Preemptible vs Spot VMs
Spot VMs are the modern replacement for preemptible VMs. Both use spare capacity and both can be interrupted at any time. The practical differences are small but matter for long-running workloads.
| Feature | Preemptible | Spot |
|---|---|---|
| Maximum runtime | 24 hours | No limit |
| Termination notice | 30 seconds | 30 seconds |
| Can be interrupted by GCP | Yes | Yes |
| Pricing | Fixed discount rate | Fixed discount rate |
| Recommended for new workloads | No, being phased out | Yes |
In practice, the only meaningful difference is the 24-hour cap on preemptible VMs. A job that runs longer than 24 hours will be forcibly stopped by GCP even if no capacity pressure exists. That is simply how preemptible VMs work. Spot VMs have no such constraint, which makes them the correct choice for long-running batch workloads.
If you see an older tutorial using the —preemptible flag,
the modern equivalent is —provisioning-model=SPOT. The two
behave similarly, but Spot VMs have no 24-hour runtime cap and are the
type Google recommends for all new workloads.
How Spot VMs work
When you request a Spot VM, GCP checks whether spare capacity exists in the requested zone for the machine type you chose. If it does, the VM starts immediately. If not, the request fails straight away. GCP does not queue Spot VM requests.

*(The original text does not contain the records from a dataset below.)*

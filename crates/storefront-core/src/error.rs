//! Unified application error types.
//!
//! Crates map their internal failures into [`AppError`] so they propagate
//! through `?` up to the HTTP boundary. Access-control outcomes are not
//! errors of this kind; they resolve to redirects and live in
//! `storefront-auth`.

use std::fmt;
use thiserror::Error;

/// Top-level error kind categorization used across the application.
#[derive(Debug, Clone, Copy, PartialEq, Eq, Hash, serde::Serialize, serde::Deserialize)]
pub enum ErrorKind {
    /// The requested resource was not found.
    NotFound,
    /// Input validation failed.
    Validation,
    /// An internal server error occurred.
    Internal,
    /// A configuration error occurred.
    Configuration,
    /// A serialization/deserialization error occurred.
    Serialization,
    /// An I/O error occurred.
    Io,
    /// An external collaborator (data layer, remote endpoint) failed.
    ExternalService,
}

impl fmt::Display for ErrorKind {
    fn fmt(&self, f: &mut fmt::Formatter<'_>) -> fmt::Result {
        match self {
            Self::NotFound => write!(f, "NOT_FOUND"),
            Self::Validation => write!(f, "VALIDATION"),
            Self::Internal => write!(f, "INTERNAL"),
            Self::Configuration => write!(f, "CONFIGURATION"),
            Self::Serialization => write!(f, "SERIALIZATION"),
            Self::Io => write!(f, "IO"),
            Self::ExternalService => write!(f, "EXTERNAL_SERVICE"),
        }
    }
}

/// The unified application error.
#[derive(Debug, Error)]
#[error("{kind}: {message}")]
pub struct AppError {
    /// The category of error.
    pub kind: ErrorKind,
    /// A human-readable error message.
    pub message: String,
    /// Optional underlying cause.
    #[source]
    pub source: Option<Box<dyn std::error::Error + Send + Sync>>,
}

impl AppError {
    /// Create a new application error.
    pub fn new(kind: ErrorKind, message: impl Into<String>) -> Self {
        Self {
            kind,
            message: message.into(),
            source: None,
        }
    }

    /// Create a new application error with an underlying cause.
    pub fn with_source(
        kind: ErrorKind,
        message: impl Into<String>,
        source: impl std::error::Error + Send + Sync + 'static,
    ) -> Self {
        Self {
            kind,
            message: message.into(),
            source: Some(Box::new(source)),
        }
    }

    /// Create a not-found error.
    pub fn not_found(message: impl Into<String>) -> Self {
        Self::new(ErrorKind::NotFound, message)
    }

    /// Create a validation error.
    pub fn validation(message: impl Into<String>) -> Self {
        Self::new(ErrorKind::Validation, message)
    }

    /// Create an internal error.
    pub fn internal(message: impl Into<String>) -> Self {
        Self::new(ErrorKind::Internal, message)
    }

    /// Create a configuration error.
    pub fn configuration(message: impl Into<String>) -> Self {
        Self::new(ErrorKind::Configuration, message)
    }

    /// Create an external-service error.
    pub fn external(message: impl Into<String>) -> Self {
        Self::new(ErrorKind::ExternalService, message)
    }
}

impl Clone for AppError {
    fn clone(&self) -> Self {
        Self {
            kind: self.kind,
            message: self.message.clone(),
            source: None,
        }
    }
}

impl From<serde_json::Error> for AppError {
    fn from(err: serde_json::Error) -> Self {
        Self::with_source(
            ErrorKind::Serialization,
            format!("JSON serialization error: {err}"),
            err,
        )
    }
}

impl From<std::io::Error> for AppError {
    fn from(err: std::io::Error) -> Self {
        Self::with_source(ErrorKind::Io, format!("I/O error: {err}"), err)
    }
}

impl From<config::ConfigError> for AppError {
    fn from(err: config::ConfigError) -> Self {
        Self::with_source(
            ErrorKind::Configuration,
            format!("Configuration error: {err}"),
            err,
        )
    }
}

While the VM is running, GCP continuously monitors demand across its fleet. If on-demand demand rises and spare capacity needs to be reclaimed, GCP selects Spot VMs for termination. Your VM receives a 30-second notice via the metadata server and is then either stopped or deleted, depending on the termination action you configured when creating it.
The 30-second window is the only opportunity your application has to react. Anything that cannot complete in that time (a large upload, a complex transaction) will be cut short. This is why architecture matters more than raw compute price: a Spot VM running an application with no interruption handling is not cheaper, it is simply less reliable.
How to create a Spot VM
Creating a Spot VM uses the same gcloud compute instances create
command as a standard VM. Two flags make it a Spot VM.
gcloud compute instances create my-batch-worker \
--machine-type=e2-standard-4 \
--image-family=debian-12 \
--image-project=debian-cloud \
--zone=us-central1-a \
--provisioning-model=SPOT \
--instance-termination-action=STOPKey flags explained:
—provisioning-model=SPOT: marks this as a Spot VM instead of a standard on-demand instance.
—instance-termination-action=STOP: the VM halts on preemption and the boot disk persists. You can restart the VM manually later, or let a managed instance group do it automatically.
—instance-termination-action=DELETE: the VM and its boot disk are deleted on preemption. Use this for ephemeral workers where the disk has no value after interruption; it avoids paying for a stopped disk you will never restart.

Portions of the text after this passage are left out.